> [Task prompt]:
Report all lines below with the word "Database".

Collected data
------
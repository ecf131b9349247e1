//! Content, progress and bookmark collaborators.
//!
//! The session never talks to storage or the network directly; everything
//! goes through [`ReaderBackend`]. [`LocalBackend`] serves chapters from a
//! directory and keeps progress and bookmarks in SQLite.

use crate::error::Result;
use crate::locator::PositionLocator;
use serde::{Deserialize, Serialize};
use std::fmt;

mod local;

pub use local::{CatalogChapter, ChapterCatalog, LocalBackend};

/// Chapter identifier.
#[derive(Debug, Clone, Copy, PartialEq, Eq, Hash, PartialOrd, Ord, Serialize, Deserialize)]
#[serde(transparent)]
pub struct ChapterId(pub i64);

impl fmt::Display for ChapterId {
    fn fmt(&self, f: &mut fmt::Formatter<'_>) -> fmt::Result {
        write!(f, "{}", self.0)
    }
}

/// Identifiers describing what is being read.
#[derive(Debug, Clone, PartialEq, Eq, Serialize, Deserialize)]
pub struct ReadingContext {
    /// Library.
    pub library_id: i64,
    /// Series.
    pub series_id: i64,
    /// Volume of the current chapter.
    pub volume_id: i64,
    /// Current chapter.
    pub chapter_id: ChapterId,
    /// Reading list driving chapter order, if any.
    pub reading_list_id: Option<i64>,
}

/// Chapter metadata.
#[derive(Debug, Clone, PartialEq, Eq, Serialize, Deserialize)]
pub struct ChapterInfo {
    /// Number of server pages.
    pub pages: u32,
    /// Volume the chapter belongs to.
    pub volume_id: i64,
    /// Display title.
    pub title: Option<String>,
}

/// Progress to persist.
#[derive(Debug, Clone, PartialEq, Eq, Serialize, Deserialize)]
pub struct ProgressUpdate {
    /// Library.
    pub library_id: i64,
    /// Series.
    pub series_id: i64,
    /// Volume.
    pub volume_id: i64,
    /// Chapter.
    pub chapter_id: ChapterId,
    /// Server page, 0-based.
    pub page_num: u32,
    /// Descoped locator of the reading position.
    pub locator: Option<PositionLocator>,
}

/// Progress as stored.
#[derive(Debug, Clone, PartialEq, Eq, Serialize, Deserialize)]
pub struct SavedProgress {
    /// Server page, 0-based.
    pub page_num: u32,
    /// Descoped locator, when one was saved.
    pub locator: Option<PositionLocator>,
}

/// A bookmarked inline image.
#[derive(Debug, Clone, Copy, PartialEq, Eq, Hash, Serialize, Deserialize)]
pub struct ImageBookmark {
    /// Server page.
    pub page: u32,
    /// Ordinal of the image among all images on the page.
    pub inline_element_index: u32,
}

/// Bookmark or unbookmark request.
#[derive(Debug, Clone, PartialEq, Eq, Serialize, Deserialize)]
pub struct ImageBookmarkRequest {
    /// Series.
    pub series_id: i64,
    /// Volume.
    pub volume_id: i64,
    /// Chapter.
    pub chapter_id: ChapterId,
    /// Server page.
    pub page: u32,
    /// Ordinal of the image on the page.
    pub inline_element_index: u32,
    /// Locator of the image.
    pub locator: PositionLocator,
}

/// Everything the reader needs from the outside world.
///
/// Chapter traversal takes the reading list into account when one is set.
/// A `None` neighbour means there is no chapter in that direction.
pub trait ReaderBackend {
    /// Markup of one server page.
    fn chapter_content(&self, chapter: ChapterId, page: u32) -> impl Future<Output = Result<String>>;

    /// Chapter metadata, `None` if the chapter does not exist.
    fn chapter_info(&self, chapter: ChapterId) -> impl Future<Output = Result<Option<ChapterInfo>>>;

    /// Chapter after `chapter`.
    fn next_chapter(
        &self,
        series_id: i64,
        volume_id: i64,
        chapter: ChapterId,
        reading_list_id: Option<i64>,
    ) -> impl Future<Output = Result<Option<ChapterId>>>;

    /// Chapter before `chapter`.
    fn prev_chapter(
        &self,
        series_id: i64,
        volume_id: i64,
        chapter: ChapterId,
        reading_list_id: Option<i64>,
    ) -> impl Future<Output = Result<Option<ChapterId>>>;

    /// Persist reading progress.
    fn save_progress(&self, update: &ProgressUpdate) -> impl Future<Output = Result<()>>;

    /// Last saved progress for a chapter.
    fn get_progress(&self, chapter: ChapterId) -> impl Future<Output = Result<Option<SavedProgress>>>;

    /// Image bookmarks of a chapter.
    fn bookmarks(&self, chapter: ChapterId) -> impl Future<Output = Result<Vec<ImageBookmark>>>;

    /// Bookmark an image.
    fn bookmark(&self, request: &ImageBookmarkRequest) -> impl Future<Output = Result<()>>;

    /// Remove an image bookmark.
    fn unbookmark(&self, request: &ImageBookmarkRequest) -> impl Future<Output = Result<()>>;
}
------
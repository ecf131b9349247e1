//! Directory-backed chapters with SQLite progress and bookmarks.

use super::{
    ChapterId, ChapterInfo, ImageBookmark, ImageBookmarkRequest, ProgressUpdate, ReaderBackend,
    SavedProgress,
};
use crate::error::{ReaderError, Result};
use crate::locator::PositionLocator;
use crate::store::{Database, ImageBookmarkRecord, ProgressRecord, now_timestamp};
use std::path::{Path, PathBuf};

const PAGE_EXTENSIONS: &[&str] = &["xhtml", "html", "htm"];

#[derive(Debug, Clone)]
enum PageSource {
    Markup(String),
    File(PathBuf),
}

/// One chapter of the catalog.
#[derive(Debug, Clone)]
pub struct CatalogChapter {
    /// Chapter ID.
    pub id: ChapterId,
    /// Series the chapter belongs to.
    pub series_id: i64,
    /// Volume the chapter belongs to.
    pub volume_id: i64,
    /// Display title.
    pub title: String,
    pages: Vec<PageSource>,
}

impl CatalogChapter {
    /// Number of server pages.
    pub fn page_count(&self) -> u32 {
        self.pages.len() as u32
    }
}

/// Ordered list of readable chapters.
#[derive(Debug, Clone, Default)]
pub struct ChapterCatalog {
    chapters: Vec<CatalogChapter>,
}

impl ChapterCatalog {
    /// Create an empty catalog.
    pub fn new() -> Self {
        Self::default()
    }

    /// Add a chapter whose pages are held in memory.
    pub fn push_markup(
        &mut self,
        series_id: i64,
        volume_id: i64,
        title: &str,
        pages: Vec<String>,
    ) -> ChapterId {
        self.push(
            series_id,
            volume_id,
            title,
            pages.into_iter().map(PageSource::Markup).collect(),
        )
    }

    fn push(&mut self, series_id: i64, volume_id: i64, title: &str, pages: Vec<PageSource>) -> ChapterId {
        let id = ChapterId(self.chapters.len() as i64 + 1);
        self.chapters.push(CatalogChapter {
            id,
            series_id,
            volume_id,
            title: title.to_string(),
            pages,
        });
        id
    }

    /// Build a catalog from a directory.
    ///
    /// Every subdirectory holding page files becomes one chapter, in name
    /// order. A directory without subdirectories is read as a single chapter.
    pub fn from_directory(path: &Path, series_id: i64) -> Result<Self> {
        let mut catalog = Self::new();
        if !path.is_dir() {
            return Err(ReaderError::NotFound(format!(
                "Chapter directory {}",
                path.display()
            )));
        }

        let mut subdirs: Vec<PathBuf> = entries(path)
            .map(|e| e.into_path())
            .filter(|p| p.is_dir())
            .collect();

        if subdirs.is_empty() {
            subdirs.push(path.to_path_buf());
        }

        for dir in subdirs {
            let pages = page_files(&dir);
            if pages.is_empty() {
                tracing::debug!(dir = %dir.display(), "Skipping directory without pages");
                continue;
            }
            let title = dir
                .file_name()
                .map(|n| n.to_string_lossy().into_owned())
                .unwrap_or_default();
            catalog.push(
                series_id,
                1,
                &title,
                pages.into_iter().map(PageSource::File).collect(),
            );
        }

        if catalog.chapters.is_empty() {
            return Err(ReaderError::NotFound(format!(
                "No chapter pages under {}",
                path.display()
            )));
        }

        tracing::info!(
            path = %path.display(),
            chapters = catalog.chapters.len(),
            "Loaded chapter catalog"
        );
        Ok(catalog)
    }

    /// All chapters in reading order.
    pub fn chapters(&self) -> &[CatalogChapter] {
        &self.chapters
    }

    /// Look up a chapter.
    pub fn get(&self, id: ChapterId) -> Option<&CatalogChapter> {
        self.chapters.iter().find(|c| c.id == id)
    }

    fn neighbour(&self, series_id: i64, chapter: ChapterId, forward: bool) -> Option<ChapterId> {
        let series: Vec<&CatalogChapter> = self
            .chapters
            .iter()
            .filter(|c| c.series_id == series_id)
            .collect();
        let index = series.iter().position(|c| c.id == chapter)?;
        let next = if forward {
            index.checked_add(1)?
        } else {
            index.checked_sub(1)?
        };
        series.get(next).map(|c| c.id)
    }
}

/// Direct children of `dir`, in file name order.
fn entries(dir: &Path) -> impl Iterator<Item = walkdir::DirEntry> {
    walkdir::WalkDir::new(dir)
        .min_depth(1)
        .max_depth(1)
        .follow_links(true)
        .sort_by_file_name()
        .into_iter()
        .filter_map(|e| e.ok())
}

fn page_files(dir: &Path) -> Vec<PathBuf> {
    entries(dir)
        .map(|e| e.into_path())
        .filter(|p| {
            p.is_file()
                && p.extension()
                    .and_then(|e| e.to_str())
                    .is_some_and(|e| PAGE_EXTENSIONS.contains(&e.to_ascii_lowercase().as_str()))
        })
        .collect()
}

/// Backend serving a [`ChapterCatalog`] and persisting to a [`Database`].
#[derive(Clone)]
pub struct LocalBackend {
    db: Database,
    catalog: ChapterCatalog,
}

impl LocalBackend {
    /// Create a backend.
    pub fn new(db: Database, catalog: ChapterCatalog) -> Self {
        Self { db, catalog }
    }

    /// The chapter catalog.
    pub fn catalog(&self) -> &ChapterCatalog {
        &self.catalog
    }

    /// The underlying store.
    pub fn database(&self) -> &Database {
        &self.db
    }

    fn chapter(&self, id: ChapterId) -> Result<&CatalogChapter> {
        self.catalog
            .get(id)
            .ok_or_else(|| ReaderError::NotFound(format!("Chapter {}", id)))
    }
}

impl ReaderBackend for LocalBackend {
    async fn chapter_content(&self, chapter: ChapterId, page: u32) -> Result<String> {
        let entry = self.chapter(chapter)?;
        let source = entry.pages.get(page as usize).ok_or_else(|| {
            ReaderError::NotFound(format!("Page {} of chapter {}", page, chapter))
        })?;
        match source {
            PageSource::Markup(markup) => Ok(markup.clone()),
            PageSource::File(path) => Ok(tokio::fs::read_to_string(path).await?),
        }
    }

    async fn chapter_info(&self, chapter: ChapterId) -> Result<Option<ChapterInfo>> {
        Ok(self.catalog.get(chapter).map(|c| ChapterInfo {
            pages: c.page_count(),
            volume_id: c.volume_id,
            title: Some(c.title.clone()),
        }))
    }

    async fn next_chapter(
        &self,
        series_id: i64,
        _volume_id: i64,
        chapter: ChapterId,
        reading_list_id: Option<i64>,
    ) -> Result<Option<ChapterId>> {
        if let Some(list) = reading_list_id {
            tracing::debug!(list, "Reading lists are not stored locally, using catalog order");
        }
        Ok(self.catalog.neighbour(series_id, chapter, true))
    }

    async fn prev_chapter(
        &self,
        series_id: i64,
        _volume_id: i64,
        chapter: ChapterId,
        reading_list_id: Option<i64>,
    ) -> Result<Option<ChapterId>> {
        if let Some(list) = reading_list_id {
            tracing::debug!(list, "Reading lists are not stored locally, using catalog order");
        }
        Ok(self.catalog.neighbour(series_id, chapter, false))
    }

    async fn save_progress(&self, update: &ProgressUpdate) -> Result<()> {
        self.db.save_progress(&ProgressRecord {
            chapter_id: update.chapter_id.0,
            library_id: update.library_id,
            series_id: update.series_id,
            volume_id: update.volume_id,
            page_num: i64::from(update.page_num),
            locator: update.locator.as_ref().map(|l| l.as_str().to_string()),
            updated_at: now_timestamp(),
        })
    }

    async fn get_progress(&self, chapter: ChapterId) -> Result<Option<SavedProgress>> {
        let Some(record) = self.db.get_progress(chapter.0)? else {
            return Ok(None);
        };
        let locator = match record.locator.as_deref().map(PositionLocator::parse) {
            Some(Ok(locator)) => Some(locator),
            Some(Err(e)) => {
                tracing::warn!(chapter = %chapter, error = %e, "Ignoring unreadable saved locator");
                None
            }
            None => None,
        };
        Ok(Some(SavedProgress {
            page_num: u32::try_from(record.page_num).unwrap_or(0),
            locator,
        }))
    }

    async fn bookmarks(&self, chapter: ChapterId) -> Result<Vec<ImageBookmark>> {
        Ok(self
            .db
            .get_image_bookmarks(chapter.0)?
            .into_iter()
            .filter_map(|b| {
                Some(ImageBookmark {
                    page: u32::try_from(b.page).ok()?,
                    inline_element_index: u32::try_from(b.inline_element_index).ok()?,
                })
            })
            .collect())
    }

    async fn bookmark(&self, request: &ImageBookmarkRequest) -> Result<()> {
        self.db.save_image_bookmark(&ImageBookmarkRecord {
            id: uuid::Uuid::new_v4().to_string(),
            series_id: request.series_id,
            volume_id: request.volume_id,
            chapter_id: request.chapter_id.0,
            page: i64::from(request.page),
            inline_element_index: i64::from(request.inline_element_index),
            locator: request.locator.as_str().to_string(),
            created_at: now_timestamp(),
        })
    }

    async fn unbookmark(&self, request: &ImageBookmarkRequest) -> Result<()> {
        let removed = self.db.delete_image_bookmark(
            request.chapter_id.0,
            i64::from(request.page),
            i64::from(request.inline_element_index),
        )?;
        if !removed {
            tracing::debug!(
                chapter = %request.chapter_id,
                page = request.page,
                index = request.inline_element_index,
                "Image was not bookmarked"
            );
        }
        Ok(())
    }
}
------
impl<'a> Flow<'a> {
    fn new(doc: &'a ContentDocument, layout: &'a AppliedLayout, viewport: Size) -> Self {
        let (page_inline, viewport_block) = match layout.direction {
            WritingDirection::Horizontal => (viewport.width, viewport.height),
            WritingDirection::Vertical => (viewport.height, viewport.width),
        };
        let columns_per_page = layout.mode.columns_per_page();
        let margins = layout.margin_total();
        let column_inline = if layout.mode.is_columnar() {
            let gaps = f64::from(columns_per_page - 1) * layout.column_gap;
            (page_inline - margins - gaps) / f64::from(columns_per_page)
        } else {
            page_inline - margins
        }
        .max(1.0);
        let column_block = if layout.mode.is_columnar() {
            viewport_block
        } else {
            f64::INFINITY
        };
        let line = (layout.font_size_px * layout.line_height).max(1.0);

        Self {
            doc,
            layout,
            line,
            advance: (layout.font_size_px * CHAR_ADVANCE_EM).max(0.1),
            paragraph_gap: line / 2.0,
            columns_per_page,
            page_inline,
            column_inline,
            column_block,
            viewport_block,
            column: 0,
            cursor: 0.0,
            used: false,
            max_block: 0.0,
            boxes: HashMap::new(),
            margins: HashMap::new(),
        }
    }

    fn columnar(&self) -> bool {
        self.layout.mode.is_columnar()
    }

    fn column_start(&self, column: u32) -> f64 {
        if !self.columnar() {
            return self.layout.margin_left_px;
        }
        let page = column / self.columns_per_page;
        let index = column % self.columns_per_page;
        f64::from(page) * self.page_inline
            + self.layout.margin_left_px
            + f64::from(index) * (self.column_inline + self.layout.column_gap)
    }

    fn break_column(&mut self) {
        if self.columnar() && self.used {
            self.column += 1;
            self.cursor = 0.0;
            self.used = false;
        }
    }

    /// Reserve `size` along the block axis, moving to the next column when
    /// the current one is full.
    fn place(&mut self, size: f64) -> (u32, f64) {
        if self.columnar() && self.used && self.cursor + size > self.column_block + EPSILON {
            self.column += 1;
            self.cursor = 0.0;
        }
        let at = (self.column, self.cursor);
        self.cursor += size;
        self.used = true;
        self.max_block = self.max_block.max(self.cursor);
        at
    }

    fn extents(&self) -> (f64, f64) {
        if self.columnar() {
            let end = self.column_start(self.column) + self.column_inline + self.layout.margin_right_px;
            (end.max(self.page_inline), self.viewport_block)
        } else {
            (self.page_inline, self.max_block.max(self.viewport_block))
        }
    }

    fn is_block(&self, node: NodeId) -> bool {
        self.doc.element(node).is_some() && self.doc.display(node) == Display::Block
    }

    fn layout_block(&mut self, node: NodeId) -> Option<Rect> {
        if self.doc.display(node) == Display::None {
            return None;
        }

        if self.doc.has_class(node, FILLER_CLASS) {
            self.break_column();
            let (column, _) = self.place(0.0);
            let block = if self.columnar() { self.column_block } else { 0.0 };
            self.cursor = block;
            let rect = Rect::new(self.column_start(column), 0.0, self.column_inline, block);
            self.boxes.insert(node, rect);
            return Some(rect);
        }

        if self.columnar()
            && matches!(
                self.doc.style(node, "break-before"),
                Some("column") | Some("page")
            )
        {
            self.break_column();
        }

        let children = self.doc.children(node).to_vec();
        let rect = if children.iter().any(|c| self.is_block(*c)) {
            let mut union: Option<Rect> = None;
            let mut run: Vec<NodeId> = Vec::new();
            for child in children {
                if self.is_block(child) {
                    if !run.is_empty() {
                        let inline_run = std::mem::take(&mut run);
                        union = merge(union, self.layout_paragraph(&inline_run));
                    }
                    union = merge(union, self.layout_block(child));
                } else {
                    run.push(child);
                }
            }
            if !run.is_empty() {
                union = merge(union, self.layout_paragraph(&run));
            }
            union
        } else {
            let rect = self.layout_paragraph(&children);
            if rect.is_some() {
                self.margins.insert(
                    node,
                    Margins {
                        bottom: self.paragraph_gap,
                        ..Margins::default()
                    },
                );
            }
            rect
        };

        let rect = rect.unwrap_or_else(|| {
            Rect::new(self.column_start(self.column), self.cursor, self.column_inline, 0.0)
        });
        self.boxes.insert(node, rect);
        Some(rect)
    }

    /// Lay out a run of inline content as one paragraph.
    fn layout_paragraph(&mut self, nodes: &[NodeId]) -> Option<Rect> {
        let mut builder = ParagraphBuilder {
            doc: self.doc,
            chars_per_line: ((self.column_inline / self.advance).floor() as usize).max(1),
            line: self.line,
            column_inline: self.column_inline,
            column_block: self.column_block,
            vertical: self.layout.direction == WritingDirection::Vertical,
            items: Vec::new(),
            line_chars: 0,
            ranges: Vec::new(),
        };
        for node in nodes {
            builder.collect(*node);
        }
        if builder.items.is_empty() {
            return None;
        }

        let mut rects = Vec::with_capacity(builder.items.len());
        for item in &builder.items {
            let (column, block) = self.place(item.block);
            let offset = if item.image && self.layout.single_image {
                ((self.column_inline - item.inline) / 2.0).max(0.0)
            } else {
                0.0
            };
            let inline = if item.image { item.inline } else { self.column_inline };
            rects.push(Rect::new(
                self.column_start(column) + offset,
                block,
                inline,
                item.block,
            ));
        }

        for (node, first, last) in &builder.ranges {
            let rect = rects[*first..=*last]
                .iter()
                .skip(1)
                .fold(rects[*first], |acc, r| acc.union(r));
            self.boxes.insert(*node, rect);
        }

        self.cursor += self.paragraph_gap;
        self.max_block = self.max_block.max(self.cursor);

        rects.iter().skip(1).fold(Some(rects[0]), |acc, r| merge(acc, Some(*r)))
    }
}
------
> [Your response]:
use crate::store::{Database, ImageBookmarkRecord, ProgressRecord, now_timestamp};
/// Backend serving a [`ChapterCatalog`] and persisting to a [`Database`].
    db: Database,
    pub fn new(db: Database, catalog: ChapterCatalog) -> Self {
    pub fn database(&self) -> &Database {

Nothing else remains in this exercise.